Estate and Inheritance Tax Planning
Inheritance tax must be paid by your loved ones before your assets can be released to them. Your assets comprise of your home, savings and investments including ISA’s and insurance policies not placed under trust.
There are a number of ways to manage and distribute wealth to reduce an inheritance tax liability.
- Outfight Gifts
- Structuring your will
- Reliefs
- Trusts
- Investments
Business Property Relief (BPR)
Business Property Relief (BPR) has been an integral part of inheritance tax planning since the 1970’s. Investing in the shares of BPR qualifying shares can be beneficial if you want your money to become inheritance tax exempt quickly.

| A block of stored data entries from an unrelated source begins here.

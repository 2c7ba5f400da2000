// Copyright 2025 Muvon Un Limited
//
// Licensed under the Apache License, Version 2.0 (the "License");
// you may not use this file except in compliance with the License.
// You may obtain a copy of the License at
//
//     http://www.apache.org/licenses/LICENSE-2.0
//
// Unless required by applicable law or agreed to in writing, software
// distributed under the License is distributed on an "AS IS" BASIS,
// WITHOUT WARRANTIES OR CONDITIONS OF ANY KIND, either express or implied.
// See the License for the specific language governing permissions and
// limitations under the License.

// Session module implementation
mod commands;
mod core;
mod runner;
#[cfg(test)]
mod testing;

pub use core::{resolve_startup_selection, ChatContext, ReplState};
pub use runner::{latest_reply, run_repl, send_and_render, ExitReason};
// Copyright 2025 Muvon Un Limited
//
// Licensed under the Apache License, Version 2.0 (the "License");
// you may not use this file except in compliance with the License.
// You may obtain a copy of the License at
//
//     http://www.apache.org/licenses/LICENSE-2.0
//
// Unless required by applicable law or agreed to in writing, software
// distributed under the License is distributed on an "AS IS" BASIS,
// WITHOUT WARRANTIES OR CONDITIONS OF ANY KIND, either express or implied.
// See the License for the specific language governing permissions and
// limitations under the License.

// Syntax highlighting for fenced code in assistant replies

use anyhow::{anyhow, Result};
use syntect::easy::HighlightLines;
use syntect::highlighting::{Style, Theme, ThemeSet};
use syntect::parsing::{SyntaxReference, SyntaxSet};
use syntect::util::{as_24_bit_terminal_escaped, LinesWithEndings};

const PREFERRED_THEME: &str = "base16-ocean.dark";

pub struct SyntaxHighlighter {
	syntax_set: SyntaxSet,
	theme: Theme,
}

impl SyntaxHighlighter {
	pub fn new() -> Result<Self> {
		let mut themes = ThemeSet::load_defaults().themes;
		let theme = match themes.remove(PREFERRED_THEME) {
			Some(theme) => theme,
			None => themes
				.into_values()
				.next()
				.ok_or_else(|| anyhow!("No syntax highlighting themes available"))?,
		};

		Ok(Self {
			syntax_set: SyntaxSet::load_defaults_newlines(),
			theme,
		})
	}

	// Fence labels are usually tokens ("rust") but models also emit extensions ("rs")
	fn syntax_for(&self, language: &str) -> &SyntaxReference {
		self.syntax_set
			.find_syntax_by_token(language)
			.or_else(|| self.syntax_set.find_syntax_by_extension(language))
			.unwrap_or_else(|| self.syntax_set.find_syntax_plain_text())
	}

	#[cfg(test)]
	fn is_known_language(&self, language: &str) -> bool {
		self.syntax_for(language).name != self.syntax_set.find_syntax_plain_text().name
	}

	/// Highlight `code` as 24-bit terminal escapes, always ending with a newline
	pub fn highlight_code(&self, code: &str, language: &str) -> Result<String> {
		let mut highlighter = HighlightLines::new(self.syntax_for(language), &self.theme);
		let mut highlighted = String::with_capacity(code.len() * 2);

		for line in LinesWithEndings::from(code) {
			let ranges: Vec<(Style, &str)> = highlighter.highlight_line(line, &self.syntax_set)?;
			highlighted.push_str(&as_24_bit_terminal_escaped(&ranges[..], false));
		}

		// Reset so colors do not leak into the following text
		highlighted.push_str("\x1b[0m");
		if !code.ends_with('\n') {
			highlighted.push('\n');
		}
		Ok(highlighted)
	}
}

#[cfg(test)]
mod tests {
	use super::*;

	#[test]
	fn test_rust_code_is_colored() {
		let highlighter = SyntaxHighlighter::new().unwrap();
		let result = highlighter
			.highlight_code("fn main() {\n    println!(\"hi\");\n}", "rust")
			.unwrap();
		assert!(result.contains("\x1b["));
		assert!(result.ends_with('\n'));
	}

	#[test]
	fn test_language_lookup_accepts_extensions() {
		let highlighter = SyntaxHighlighter::new().unwrap();
		assert!(highlighter.is_known_language("rust"));
		assert!(highlighter.is_known_language("rs"));
		assert!(!highlighter.is_known_language("no-such-language"));
	}
}
// Copyright 2025 Muvon Un Limited
//
// Licensed under the Apache License, Version 2.0 (the "License");
// you may not use this file except in compliance with the License.
// You may obtain a copy of the License at
//
//     http://www.apache.org/licenses/LICENSE-2.0
//
// Unless required by applicable law or agreed to in writing, software
// distributed under the License is distributed on an "AS IS" BASIS,
// WITHOUT WARRANTIES OR CONDITIONS OF ANY KIND, either express or implied.
// See the License for the specific language governing permissions and
// limitations under the License.

// Exit command handler

use super::super::core::ChatContext;
use anyhow::Result;
use colored::Colorize;

pub fn handle_exit(ctx: &mut ChatContext) -> Result<bool> {
	ctx.print(&"Goodbye!".bright_green().to_string())?;
	Ok(true)
}
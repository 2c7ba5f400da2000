// Copyright 2025 Muvon Un Limited
//
// Licensed under the Apache License, Version 2.0 (the "License");
// you may not use this file except in compliance with the License.
// You may obtain a copy of the License at
//
//     http://www.apache.org/licenses/LICENSE-2.0
//
// Unless required by applicable law or agreed to in writing, software
// distributed under the License is distributed on an "AS IS" BASIS,
// WITHOUT WARRANTIES OR CONDITIONS OF ANY KIND, either express or implied.
// See the License for the specific language governing permissions and
// limitations under the License.

// User input handling module

use crate::session::chat_helper::CommandHelper;
use anyhow::Result;
use colored::*;
use rustyline::error::ReadlineError;
use rustyline::history::DefaultHistory;
use rustyline::{CompletionType, Config as RustylineConfig, EditMode, Editor};

/// What a single read produced
#[derive(Debug, Clone, PartialEq)]
pub enum InputEvent {
	Line(String),
	/// Ctrl+C at the prompt
	Interrupted,
	/// Ctrl+D or closed stdin
	Eof,
}

/// Source of user lines for the chat loop
pub trait InputSource {
	fn read_line(&mut self) -> Result<InputEvent>;
}

/// Line editor with command completion and in-memory history
pub struct EditorInput {
	editor: Editor<CommandHelper, DefaultHistory>,
}

impl EditorInput {
	pub fn new() -> Result<Self> {
		let config = RustylineConfig::builder()
			.completion_type(CompletionType::List)
			.edit_mode(EditMode::Emacs)
			.auto_add_history(true)
			.bell_style(rustyline::config::BellStyle::None)
			.build();

		let mut editor = Editor::with_config(config)?;
		editor.set_helper(Some(CommandHelper::new()));

		Ok(Self { editor })
	}
}

impl InputSource for EditorInput {
	fn read_line(&mut self) -> Result<InputEvent> {
		let prompt = "You> ".bright_green().bold().to_string();
		match self.editor.readline(&prompt) {
			Ok(line) => Ok(InputEvent::Line(line)),
			Err(ReadlineError::Interrupted) => Ok(InputEvent::Interrupted),
			Err(ReadlineError::Eof) => Ok(InputEvent::Eof),
			Err(err) => Err(err.into()),
		}
	}
}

Once BPR qualifying shares have been held for at least 2 years, they can be passed on free from inheritance tax on the death of the shareholder. BPR investments can also be suitable for those investors who do not want to give away their wealth. You can also hold AIM listed shares in an individual ISA. There are risks associated with these types of investments and the value of your investment can go down as well as up.
Trusts and Gifting
The Order of Gifting is imperative to get right as gifting in the wrong order can have significant tax issues. It is therefore essential to assess the entirety of assets and any previous gifts made and in the order they were made. Both onshore and offshore investments can be considered and are often instrumental for inheritance tax planning. There are a number of trust options available which can be utilised to tailor the investment to meet your objectives. Trust and gifts give limited or no access to your wealth and you must survive for 7 years for the gift to pass outside of your estate for inheritance tax purposes. There are also risks associated with these types of investments and the value of your investment can go down as well as up.